The Anthropograva cave is located in Klimatia, north of the hill Loukios, at an altitude of 270 metres. The cave is close to the road that leads to the Monastery of Agia Triada.
The entrance of the Anthropograva cave is 4 metres wide and approximately 2.50 metres high. Behind the entrance there is a descending corridor 7 metres long, 11 metres wide and 3 metres high. At the beginning of this descending corridor a 27 metres long and 20 metres width chamber opens up. The height reaches 2 to 0.5 metres. There are two large boulders in here which reach the roof of the cave.
Left-hand side of the cave:
The entire cave has a slope from left to right and a number of boulders rolled from left to right. The Anthropograva cave can be divided into a left and a right part. The left part of the cave up to the wall is full of small columns and stalagmites. In the center lots of boulders are located. The entire left part of the cave has a low ceiling. Up to 20 metres long the height varies from 1.5 to 0.8 metres. Further on it continues another 18 metres with a maximum height of 0.5 metre. Here it is very difficult to crawl between boulders, stalagmites and small columns. These obstacles make it difficult to determine the exact length of the left part of the cave.
Right-hand side of the cave and the second level:
The right-hand side of the cave is the main chamber. Measured from the centre of the corridor it is 25 metres long and 21 metres wide. The height reaches 6.5 metres and on the far right there are large stalagmites. The largest of these is 2.50 metres high and resembles the Tower of Pisa. The wallls are the most richly decorated part of the cave. At this there are two sinks with a vertical drop of 4.5 metres which lead to a second, lower level in the cave. Τhe left part of the second level is connected to the right part of the left-hand side of the cave (the first level). In fact, it is a descending chamber with a very low ceiling, separated by rows of fallen rock dividing the cave into two levels.
Present and main entrance of the cave:
Speleologists have a great interest in the cave because the present entrance is not the main one - it was created by a roof fall. The rock separating it from the surface was not thick and so the wall collapsed and an entrance opened. The main entrance must have been located in the centre of the left-hand section judging the depressions in the ground above and to the left of the present cave entrance. The old entrance can be opened for tourist visits to the cave.
The cave covers an area of 1,390 square metres. The total surface of the cave is about 500 square metres.
Folklore and oral tradition:
There are stories about pirates and it is often said that the cave was used as a shelter.

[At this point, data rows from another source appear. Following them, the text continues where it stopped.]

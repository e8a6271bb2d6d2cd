pub mod app;
pub mod attribute;
pub mod error;
pub mod game_state;
pub mod inventory;
pub mod ledger;
pub mod logging;
pub mod modifier;
pub mod resolver;
pub mod save;
pub mod settings;
pub mod status;
pub mod tracker;
pub mod tui;
pub mod turn;
pub mod ui;

// Re-export commonly used items for easier access
pub use attribute::{Attribute, AttributeSet};
pub use error::{AppError, GameError, PersistenceError};
pub use game_state::GameState;
pub use inventory::{Inventory, Item};
pub use ledger::{ACCRUAL_MULTIPLIER, Ledger};
pub use modifier::{Modifier, ModifierStore};
pub use resolver::{EffectiveAttributes, resolve};
pub use save::{FileStorage, MemoryStorage, Storage, StoreKey};
pub use settings::Settings;
pub use status::{StatusBoard, StatusEffect};
pub use tracker::Tracker;
pub use turn::{TurnModel, TurnNotice, TurnReport, TurnRules, TurnState};
// ui/confirm.rs
use crossterm::event::{KeyCode, KeyEvent};
use ratatui::{
    buffer::Buffer,
    layout::{Alignment, Rect},
    style::{Color, Style},
    text::Line,
    widgets::{Paragraph, Widget},
};

use super::{Component, ComponentEnum, Context, Sheet, utils::popup};
use crate::app::{Action, Command};

/// Asks before wiping every store.
#[derive(Debug, Clone)]
pub struct ConfirmReset {
    parent: Sheet,
}

impl ConfirmReset {
    pub fn new(parent: Sheet) -> Self {
        Self { parent }
    }
}

impl Component for ConfirmReset {
    fn on_key(&mut self, key: KeyEvent, _context: &Context) -> Option<Action> {
        match key.code {
            KeyCode::Char('y') | KeyCode::Char('Y') => Some(Action::Submit(
                Command::ResetGame,
                ComponentEnum::from(Sheet::default()),
            )),
            KeyCode::Char('n') | KeyCode::Char('N') | KeyCode::Esc => Some(
                Action::SwitchComponent(ComponentEnum::from(self.parent.clone())),
            ),
            _ => None,
        }
    }

    fn render(&mut self, area: Rect, buffer: &mut Buffer, context: &Context) {
        self.parent.render(area, buffer, context);

        let inner = popup(area, buffer, " Reset ", 44, 6);
        Paragraph::new(vec![
            Line::styled(
                "Reset all attributes, buffs, statuses,",
                Style::default().fg(Color::Red),
            ),
            Line::styled("inventory and money?", Style::default().fg(Color::Red)),
            Line::default(),
            Line::styled("y confirm · n cancel", Style::default().fg(Color::DarkGray)),
        ])
        .alignment(Alignment::Center)
        .render(inner, buffer);
    }
}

It is said that during World World II the village was empty and a woman who was left behind told the Germans (out or revenge) that the villagers hid in the cave. The Germans killed all including the woman, with a flamethrower.
Study of the cave:
The cave was studied and mapped in 1969. Research revealed pieces of archaic pottery, a Byzantine coin and sickles.
Flora & Fauna:
During a visit to the cave in 2017 and 2018 lots of cave crickets were spotted, none during the visit on August 28, 2019. Find more information about the cave cricket on Corfu here. Also a common toad (Bufo bufo spinosus) was spotted inside the cave (2017, 2018) and a dormouse (Glis glis) (2018).
During a visit to the cave in February 2019 about 250 possible Greater horseshoe bats were spotted on the bottom of the first floor of the cave. During a visit to the cave in August 2019, a few bats were spotted in the left hand side of the cave.
Cave record Hellenic Speleological Society ΑΣΜ ΕΣΕ 562.
Russo di C., Rampini M. & Cobolli M. The cave crickets of Greece: a contribution to the study of Southern Balkan Rhaphidophoridae diversity (Orthoptera), with the description of a new species of Troglophilus Krauss, 1879. Biodiversity Journal, 2014, 5 (3): p. 397 - 420.
Θεοδώρου Γ. σε συνεργασία με Ρουσιάκη Σ., Κίρδη Σ., Λαμπροπούλου Γ., Υψηλάντη Ε., Δημητρακόπουλου Λ. και Πλέσσια Π., (2000) - Παρατηρήσεις σε σπήλαια της βόρειας Κέρκυρας, Δελτίο της Ελληνικής Σπηλαιολογικής Εταιρείας, τόμος 22, τεύχ. 1: σ. 71 - 84.
Ιωάννου Ι. (1972) - Σπήλαιον Ανθροπόγραβα Κλιματιάς Κέρκυρας, Δελτίο της Ελληνικής Σπηλαιολογικής Εταιρείας, τόμος 11, τεύχ. 5 - 6: σ. 112 - 115.
Μπουνιάς Ιωάννης, Κερκυραϊκά Ιστορία - Λαογραφία, τόμος Α΄, Αθήνα 1954, σ. 63.